### WHAT THE TASK ASKS
Find the line in the entries below that contains "filename src/sim/mod.rs". Repeat it exactly, and every line after it through the line that contains "pub mod tick;".

### RECORDED INFORMATION
--------------------------------------------------
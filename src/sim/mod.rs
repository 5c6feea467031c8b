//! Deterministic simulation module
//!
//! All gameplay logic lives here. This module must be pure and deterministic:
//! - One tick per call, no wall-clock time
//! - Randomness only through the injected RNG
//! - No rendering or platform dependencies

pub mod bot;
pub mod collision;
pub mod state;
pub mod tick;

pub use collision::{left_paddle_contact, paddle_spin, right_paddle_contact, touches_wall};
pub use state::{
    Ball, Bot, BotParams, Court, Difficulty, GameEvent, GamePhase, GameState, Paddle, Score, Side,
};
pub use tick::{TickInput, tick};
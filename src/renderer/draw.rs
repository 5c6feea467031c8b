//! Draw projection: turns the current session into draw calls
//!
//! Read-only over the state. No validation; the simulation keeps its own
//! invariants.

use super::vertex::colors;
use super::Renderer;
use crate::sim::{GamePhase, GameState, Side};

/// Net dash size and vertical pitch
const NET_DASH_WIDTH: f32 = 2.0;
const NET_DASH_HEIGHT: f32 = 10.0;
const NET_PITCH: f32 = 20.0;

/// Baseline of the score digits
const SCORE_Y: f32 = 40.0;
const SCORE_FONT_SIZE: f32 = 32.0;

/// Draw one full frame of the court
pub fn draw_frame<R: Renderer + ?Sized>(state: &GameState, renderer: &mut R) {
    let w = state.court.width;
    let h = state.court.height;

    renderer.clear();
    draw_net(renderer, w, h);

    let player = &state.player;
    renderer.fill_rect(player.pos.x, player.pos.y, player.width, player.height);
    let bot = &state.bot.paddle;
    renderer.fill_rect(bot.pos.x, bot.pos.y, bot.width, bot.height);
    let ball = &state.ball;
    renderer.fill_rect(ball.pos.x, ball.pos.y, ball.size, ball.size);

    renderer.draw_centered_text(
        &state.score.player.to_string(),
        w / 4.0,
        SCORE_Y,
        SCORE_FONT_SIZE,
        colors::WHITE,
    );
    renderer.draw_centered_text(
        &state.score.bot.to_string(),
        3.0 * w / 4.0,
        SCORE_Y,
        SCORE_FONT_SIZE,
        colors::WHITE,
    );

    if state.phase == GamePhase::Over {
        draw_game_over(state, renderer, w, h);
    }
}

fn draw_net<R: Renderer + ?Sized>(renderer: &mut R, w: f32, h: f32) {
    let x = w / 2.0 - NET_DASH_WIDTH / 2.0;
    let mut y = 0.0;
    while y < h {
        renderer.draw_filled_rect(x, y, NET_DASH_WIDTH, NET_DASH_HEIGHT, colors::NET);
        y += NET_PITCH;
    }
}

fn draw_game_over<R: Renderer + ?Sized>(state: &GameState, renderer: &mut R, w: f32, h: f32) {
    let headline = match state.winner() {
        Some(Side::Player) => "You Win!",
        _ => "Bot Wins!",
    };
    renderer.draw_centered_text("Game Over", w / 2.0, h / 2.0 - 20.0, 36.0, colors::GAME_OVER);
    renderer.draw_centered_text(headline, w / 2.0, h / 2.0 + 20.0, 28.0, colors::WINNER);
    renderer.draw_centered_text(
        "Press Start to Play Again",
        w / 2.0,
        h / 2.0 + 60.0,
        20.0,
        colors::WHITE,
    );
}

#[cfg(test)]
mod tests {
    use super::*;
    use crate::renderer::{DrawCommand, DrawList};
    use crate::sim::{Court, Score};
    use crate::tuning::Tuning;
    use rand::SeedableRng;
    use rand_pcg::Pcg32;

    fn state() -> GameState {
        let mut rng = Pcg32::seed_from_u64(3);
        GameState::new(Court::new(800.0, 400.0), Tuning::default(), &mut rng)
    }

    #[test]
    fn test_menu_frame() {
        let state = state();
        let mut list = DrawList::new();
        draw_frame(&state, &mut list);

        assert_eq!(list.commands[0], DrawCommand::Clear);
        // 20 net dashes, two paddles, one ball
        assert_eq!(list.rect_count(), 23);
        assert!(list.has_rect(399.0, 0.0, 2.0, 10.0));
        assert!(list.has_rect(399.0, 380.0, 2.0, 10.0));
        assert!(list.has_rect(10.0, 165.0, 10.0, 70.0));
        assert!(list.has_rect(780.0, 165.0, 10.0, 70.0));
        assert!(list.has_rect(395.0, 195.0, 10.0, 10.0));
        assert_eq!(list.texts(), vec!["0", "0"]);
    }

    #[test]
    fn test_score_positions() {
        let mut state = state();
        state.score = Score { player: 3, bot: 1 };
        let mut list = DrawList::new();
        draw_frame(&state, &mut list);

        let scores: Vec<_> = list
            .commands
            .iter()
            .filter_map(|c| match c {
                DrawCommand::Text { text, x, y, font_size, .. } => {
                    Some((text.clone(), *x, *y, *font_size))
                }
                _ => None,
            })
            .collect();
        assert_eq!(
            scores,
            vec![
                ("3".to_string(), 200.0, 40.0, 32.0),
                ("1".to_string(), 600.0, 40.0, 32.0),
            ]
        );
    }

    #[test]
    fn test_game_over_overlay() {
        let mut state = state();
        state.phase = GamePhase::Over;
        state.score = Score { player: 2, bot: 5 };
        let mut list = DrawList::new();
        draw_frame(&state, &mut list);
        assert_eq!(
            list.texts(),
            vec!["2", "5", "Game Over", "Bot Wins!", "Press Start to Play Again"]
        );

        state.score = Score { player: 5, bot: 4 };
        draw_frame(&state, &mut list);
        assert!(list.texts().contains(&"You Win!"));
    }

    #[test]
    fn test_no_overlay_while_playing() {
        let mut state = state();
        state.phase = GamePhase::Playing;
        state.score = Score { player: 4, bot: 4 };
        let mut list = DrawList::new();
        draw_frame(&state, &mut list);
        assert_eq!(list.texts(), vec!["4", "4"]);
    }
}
--------------------------------------------------
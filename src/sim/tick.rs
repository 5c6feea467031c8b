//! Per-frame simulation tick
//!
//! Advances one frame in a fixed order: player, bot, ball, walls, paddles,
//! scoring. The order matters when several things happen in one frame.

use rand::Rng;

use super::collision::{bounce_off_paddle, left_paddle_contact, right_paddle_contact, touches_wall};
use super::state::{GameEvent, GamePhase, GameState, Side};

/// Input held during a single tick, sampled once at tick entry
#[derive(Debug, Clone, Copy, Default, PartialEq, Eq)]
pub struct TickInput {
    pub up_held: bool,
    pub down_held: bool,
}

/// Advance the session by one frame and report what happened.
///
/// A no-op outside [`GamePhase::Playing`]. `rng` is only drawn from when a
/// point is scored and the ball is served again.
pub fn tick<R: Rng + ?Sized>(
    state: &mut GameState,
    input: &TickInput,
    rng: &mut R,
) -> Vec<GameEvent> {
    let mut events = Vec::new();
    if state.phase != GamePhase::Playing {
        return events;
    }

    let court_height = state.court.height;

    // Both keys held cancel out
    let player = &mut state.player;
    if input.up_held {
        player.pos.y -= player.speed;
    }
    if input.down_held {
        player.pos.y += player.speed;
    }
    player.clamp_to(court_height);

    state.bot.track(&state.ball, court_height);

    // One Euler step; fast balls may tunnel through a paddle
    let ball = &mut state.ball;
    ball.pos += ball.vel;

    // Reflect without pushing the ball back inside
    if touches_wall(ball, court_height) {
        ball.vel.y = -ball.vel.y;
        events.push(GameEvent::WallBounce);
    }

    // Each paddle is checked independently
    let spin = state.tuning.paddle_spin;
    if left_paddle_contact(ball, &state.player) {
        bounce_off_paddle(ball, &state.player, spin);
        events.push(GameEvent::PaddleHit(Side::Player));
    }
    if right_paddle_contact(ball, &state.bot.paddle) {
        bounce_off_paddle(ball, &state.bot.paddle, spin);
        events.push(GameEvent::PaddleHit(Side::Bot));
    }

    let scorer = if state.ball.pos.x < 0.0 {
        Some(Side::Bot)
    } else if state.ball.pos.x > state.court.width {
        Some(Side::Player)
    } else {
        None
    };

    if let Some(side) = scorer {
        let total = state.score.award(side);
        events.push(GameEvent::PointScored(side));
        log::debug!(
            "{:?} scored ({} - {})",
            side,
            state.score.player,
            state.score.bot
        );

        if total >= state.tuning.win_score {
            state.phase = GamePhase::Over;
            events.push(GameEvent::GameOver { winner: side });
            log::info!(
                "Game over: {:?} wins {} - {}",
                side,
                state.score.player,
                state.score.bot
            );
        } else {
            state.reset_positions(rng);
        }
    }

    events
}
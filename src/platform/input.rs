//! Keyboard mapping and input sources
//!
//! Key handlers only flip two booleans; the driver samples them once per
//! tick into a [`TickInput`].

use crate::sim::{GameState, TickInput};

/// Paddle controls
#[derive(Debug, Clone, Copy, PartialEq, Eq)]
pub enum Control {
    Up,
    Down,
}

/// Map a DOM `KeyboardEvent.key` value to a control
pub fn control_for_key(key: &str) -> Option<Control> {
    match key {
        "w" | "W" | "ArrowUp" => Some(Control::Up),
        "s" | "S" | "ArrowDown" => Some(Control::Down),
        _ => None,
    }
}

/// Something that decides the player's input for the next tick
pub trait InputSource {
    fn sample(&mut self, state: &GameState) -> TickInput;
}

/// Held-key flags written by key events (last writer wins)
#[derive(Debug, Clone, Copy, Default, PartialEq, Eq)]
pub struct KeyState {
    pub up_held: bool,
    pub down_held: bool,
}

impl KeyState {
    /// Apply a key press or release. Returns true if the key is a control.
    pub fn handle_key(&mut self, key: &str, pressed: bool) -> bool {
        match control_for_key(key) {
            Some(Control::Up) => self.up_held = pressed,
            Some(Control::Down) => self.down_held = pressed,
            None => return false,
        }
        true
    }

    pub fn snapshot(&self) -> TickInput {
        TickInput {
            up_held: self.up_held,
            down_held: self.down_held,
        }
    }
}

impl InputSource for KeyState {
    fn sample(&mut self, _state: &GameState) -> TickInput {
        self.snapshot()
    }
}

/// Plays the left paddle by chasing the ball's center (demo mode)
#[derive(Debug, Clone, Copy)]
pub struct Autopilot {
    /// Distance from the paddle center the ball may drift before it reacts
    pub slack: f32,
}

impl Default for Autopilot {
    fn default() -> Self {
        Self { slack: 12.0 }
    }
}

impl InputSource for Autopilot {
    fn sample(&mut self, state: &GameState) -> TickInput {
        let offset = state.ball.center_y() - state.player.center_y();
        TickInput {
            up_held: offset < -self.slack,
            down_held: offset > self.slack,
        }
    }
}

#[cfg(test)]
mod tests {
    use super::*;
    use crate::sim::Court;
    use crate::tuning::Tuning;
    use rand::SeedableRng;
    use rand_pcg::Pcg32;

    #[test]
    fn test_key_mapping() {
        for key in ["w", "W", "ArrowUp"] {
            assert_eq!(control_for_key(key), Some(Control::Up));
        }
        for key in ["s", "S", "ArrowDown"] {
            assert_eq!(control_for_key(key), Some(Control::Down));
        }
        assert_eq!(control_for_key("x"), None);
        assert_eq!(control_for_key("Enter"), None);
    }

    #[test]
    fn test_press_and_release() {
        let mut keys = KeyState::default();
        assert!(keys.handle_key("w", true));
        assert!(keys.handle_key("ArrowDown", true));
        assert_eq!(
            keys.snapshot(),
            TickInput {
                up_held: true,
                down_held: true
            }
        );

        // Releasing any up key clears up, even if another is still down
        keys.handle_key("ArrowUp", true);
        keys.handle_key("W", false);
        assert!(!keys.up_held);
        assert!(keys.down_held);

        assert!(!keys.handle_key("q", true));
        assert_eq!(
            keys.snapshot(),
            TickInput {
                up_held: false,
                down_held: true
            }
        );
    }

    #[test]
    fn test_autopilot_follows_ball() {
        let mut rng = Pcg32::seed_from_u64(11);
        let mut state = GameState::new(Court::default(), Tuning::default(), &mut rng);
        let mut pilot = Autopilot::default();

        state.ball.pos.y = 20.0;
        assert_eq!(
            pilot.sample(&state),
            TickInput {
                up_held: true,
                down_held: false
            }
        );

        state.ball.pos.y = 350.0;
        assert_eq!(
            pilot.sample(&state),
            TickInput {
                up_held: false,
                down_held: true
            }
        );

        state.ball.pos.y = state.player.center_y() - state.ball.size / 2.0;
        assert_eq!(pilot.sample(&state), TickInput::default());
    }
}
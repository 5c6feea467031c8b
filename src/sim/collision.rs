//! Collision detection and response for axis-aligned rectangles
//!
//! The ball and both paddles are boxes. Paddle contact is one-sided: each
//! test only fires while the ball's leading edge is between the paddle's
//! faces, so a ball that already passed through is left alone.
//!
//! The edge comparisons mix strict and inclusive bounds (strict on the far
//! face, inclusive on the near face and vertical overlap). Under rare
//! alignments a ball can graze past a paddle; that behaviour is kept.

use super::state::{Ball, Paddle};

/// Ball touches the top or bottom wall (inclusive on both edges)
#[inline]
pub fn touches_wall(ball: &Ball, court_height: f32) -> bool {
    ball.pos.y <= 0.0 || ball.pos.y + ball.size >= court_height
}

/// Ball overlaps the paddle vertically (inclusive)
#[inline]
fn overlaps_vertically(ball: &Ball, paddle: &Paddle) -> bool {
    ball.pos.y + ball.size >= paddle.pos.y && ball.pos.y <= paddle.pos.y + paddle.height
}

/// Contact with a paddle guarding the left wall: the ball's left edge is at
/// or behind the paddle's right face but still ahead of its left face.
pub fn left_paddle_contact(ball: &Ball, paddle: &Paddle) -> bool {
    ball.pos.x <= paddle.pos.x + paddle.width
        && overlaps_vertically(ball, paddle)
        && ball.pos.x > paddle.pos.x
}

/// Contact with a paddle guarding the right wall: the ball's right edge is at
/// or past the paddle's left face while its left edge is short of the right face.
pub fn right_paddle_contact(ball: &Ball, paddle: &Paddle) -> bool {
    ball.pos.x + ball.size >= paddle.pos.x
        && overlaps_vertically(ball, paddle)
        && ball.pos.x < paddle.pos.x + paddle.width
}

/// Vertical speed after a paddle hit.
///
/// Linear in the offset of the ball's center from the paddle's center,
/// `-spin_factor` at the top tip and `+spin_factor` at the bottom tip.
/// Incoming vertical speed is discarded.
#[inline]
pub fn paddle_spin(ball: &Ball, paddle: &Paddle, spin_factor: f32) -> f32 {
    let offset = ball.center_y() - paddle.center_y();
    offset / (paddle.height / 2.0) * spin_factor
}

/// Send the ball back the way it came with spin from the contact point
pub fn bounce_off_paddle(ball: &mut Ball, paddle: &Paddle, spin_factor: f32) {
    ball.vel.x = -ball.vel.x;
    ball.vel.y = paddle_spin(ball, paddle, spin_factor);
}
--------------------------------------------------
### SOLUTION TO THIS PROBLEM
filename src/sim/mod.rs
repository 5c6feea467031c8b
//! Deterministic simulation module
//!
//! All gameplay logic lives here. This module must be pure and deterministic:
//! - One tick per call, no wall-clock time
//! - Randomness only through the injected RNG
//! - No rendering or platform dependencies

pub mod bot;
pub mod collision;
pub mod state;
pub mod tick;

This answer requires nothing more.